Nice touch DK--support for the death penalty gets you a thinly-veiled accusation of being a fascist. Once again, a sense of proportion from a leftist.
Posted by: federalist | Apr 18, 2008 1:16:25 AM
A sense of proportion, indeed. A sense of perspective, too. We on the left would gladly welcome you on the right to get one, but we won't hold our breath.
Realist wrote: "The posts speak for themselves. Death penalty opponents display a consistent inability to refer to death row inmates as "murderers", a legal term as soon as they have been convicted."
Actually, they would be persons convicted of murder. Since not all people convicted of murder or on death row have ever actually murdered anybody, you presume too much. I understand that you have to make that presumption given that, if you didn't, you might feel like you have some personal responsibility to make sure that the people the State kills in your name actually "deserve" it. I mean, if you can't have faith in government bureaucracy, what can you have faith in, right?
Why do you--an advocate of State killing--display an inability to refer to death row inmates as persons and an apparent need to dehumanize them?
Posted by: DK | Apr 18, 2008 2:24:35 AM
Dehumanizing prisoners is a necessary and important rhetorical flourish that is probably one of the best ways to convince people to set aside any moral reluctance people might have to killing. I have actually been to meeting where people discussed the best way to shift rhetoric to, yes, “dehumanize” someone.
Realist, I think you watch too much TV. People in jail have generally been convicted of crimes. Everyone knows this. Opposition to the death penalty doesn’t proceed from the proposition that they have not been convicted, but rather from a belief that the process of conviction is fallible or that other principles militate against the state killing people.
Nobody needs to offer an “alternative” to finality. However, you don’t seem to understand that a state’s interest in “finality” is merely an interest: like a state might have an interest in, say “safe road” or “nice libraries.” The interest must hew to other interests at times, and it is a political judgment which interest is more important in general (though the actual weighing of specific interests is usually – but not always – done by a court).
The kind of people that stand accused of crimes generally do not have the advantage in criminal proceedings. While the due process clause (and the 6th amendment) provides some guidelines as to the process that must be followed, they will always have fewer resources then the entity that decided to send them to jail, and once they are in jail they their interest in being free is always considered less important than even an interest in “finality.” (And this is true even in states that provide “adequate” resources to defendants.) Simply making the process more elaborate doesn’t mean that they have more advantages, it means that the process is more elaborate.

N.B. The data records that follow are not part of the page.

//! Account security and session risk engine.
//!
//! Resolves and enforces password policy, tracks failed logins through an
//! account-lockout state machine, manages authenticated session lifecycle
//! with device and location anomaly detection, and builds per-user
//! behavioral baselines for risk scoring.
//!
//! The engine owns no transport: HTTP/gRPC surfaces, credential
//! verification, notification delivery, and geolocation lookups are
//! collaborators injected at construction. [`SecurityEngine`] is the
//! composition root; everything is plain structs wired explicitly.

pub mod config;
pub mod error;
pub mod geo;
pub mod models;
pub mod observability;
pub mod services;
pub mod store;
pub mod utils;

use std::sync::Arc;
use tokio_util::sync::CancellationToken;
use uuid::Uuid;

use crate::config::SecurityConfig;
use crate::error::Result;
use crate::geo::GeoResolver;
use crate::models::{FailureOutcome, LockoutStatus, PasswordPolicy, UserRef, UserSession};
use crate::services::{
    AlertDispatcher, AlertSink, AnalysisOutcome, BaselineOutcome, BehaviorBaselineEngine,
    ComplianceReport, ComplianceService, LockoutEngine, PasswordValidator, PolicyResolver,
    SessionAnomalyDetector, SessionRegistry, ValidationReport,
};
use crate::store::SecurityStore;
use crate::utils::crypto::PasswordHashProvider;

/// Composition root wiring the engines over shared collaborators.
pub struct SecurityEngine {
    resolver: Arc<PolicyResolver>,
    validator: PasswordValidator,
    lockout: LockoutEngine,
    sessions: SessionRegistry,
    behavior: BehaviorBaselineEngine,
    compliance: ComplianceService,
}

impl SecurityEngine {
    pub fn new(
        store: Arc<dyn SecurityStore>,
        hasher: Arc<dyn PasswordHashProvider>,
        geo: Arc<dyn GeoResolver>,
        alerts: Arc<dyn AlertSink>,
        config: &SecurityConfig,
    ) -> Self {
        let resolver = Arc::new(PolicyResolver::new(store.clone()));
        let dispatcher = AlertDispatcher::new(alerts);
        let anomaly = Arc::new(SessionAnomalyDetector::new(store.clone(), dispatcher));
        Self {
            validator: PasswordValidator::new(store.clone(), hasher),
            lockout: LockoutEngine::new(
                store.clone(),
                resolver.clone(),
                config.default_lockout_minutes,
            ),
            sessions: SessionRegistry::new(
                store.clone(),
                resolver.clone(),
                geo,
                anomaly,
                config.session_ttl_hours,
            ),
            behavior: BehaviorBaselineEngine::new(store.clone()),
            compliance: ComplianceService::new(store, resolver.clone()),
            resolver,
        }
    }

    // ==================== Policy ====================

    pub async fn resolve_policy(
        &self,
        user: &UserRef,
        explicit_policy_id: Option<Uuid>,
    ) -> Result<Option<PasswordPolicy>> {
        self.resolver.resolve(user, explicit_policy_id).await
    }

    pub async fn create_policy(&self, policy: PasswordPolicy) -> Result<PasswordPolicy> {
        self.resolver.create_policy(policy).await
    }

    pub async fn update_policy(&self, policy: PasswordPolicy) -> Result<PasswordPolicy> {
        self.resolver.update_policy(policy).await
    }

    pub async fn get_policy(&self, policy_id: Uuid) -> Result<PasswordPolicy> {
        self.resolver.get_policy(policy_id).await
    }

    pub async fn list_policies(&self) -> Result<Vec<PasswordPolicy>> {
        self.resolver.list_policies().await
    }

    /// Validate a candidate password for a user under their resolved
    /// policy (or the degraded defaults when none applies).
    pub async fn validate_password(
        &self,
        user: &UserRef,
        candidate: &str,
    ) -> Result<ValidationReport> {
        let policy = self.resolver.resolve(user, None).await?;
        self.validator
            .validate(candidate, policy.as_ref(), Some(user.user_id))
            .await
    }

    pub async fn is_password_expired(&self, user: &UserRef) -> Result<bool> {
        self.resolver.is_password_expired(user).await
    }

    // ==================== Lockout ====================

    pub async fn check_account_lockout(&self, user: &UserRef) -> Result<LockoutStatus> {
        self.lockout.check_lockout(user).await
    }

    pub async fn record_failed_attempt(&self, user: &UserRef) -> Result<FailureOutcome> {
        self.lockout.record_failure(user).await
    }

    pub async fn record_successful_attempt(&self, user_id: Uuid) -> Result<u64> {
        self.lockout.record_success(user_id).await
    }

    // ==================== Sessions ====================

    pub async fn create_session(
        &self,
        user: &UserRef,
        ip_address: &str,
        user_agent: &str,
        token: &str,
    ) -> Result<UserSession> {
        self.sessions
            .create_session(user, ip_address, user_agent, token)
            .await
    }

    pub async fn list_active_sessions(&self, user_id: Uuid) -> Result<Vec<UserSession>> {
        self.sessions.list_active(user_id).await
    }

    pub async fn touch_session(&self, session_id: Uuid) -> Result<()> {
        self.sessions.touch(session_id).await
    }

    pub async fn terminate_session(
        &self,
        session_id: Uuid,
        acting_user_id: Uuid,
        admin: bool,
    ) -> Result<()> {
        self.sessions
            .terminate(session_id, acting_user_id, admin)
            .await
    }

    pub async fn terminate_all_sessions(
        &self,
        user_id: Uuid,
        except: Option<Uuid>,
    ) -> Result<u64> {
        self.sessions.terminate_all(user_id, except).await
    }

    pub async fn sweep_expired_sessions(&self) -> Result<u64> {
        self.sessions.sweep_expired().await
    }

    // ==================== Behavior ====================

    pub async fn analyze_user_behavior(
        &self,
        user_id: Uuid,
        window_days: Option<u32>,
        cancel: Option<&CancellationToken>,
    ) -> Result<AnalysisOutcome> {
        self.behavior.analyze(user_id, window_days, cancel).await
    }

    pub async fn create_baseline(&self, user_id: Uuid) -> Result<BaselineOutcome> {
        self.behavior.create_baseline(user_id).await
    }

    // ==================== Compliance ====================

    pub async fn get_compliance_report(&self) -> Result<ComplianceReport> {
        self.compliance.get_report().await
    }

    // Direct access to the underlying services for hosts that need more
    // than the facade (e.g. spawning the session sweeper).

    pub fn policy_resolver(&self) -> &PolicyResolver {
        &self.resolver
    }

    pub fn password_validator(&self) -> &PasswordValidator {
        &self.validator
    }

    pub fn lockout_engine(&self) -> &LockoutEngine {
        &self.lockout
    }

    pub fn session_registry(&self) -> &SessionRegistry {
        &self.sessions
    }

    pub fn behavior_engine(&self) -> &BehaviorBaselineEngine {
        &self.behavior
    }
}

Posted by: S.cotus | Apr 18, 2008 6:52:26 AM
I'd believe that the "pro-death" crowd was concerned about not executing an innocent person if they weren't so busy trying to eliminate any sort of procedural guard. As it is with the pro-death crowd, I feel it is perfectly reasonable to believe that people who support the death penalty do not care whether the person being killed is actually guilty of the crime they are being executed for or not. But if a jury (stacked with only people who support the death penalty, even though stastically, no actual 12 person cross section of the community is likely to be unanimous on the issue of the death penalty since a substantial minority of voters oppose the death penalty) convicted them and sentenced them to death. And I don't care if that makes the pro-death crowd upset or if a political hack like Kent (who has repeatedly shown he is not actually interested in a rational policy debate by ignoring my posts who point out that his statements on deterrence, at best, based on faulty logic and a complete misunderstanding of deterrence theory) engages in cheap name calling at me. No, the pro-death crowd is only concerned with so-called closure for the small segment of victims they speak for (many of which find that, surprise, surprise, the state sanctioned killing did not actually provide them release).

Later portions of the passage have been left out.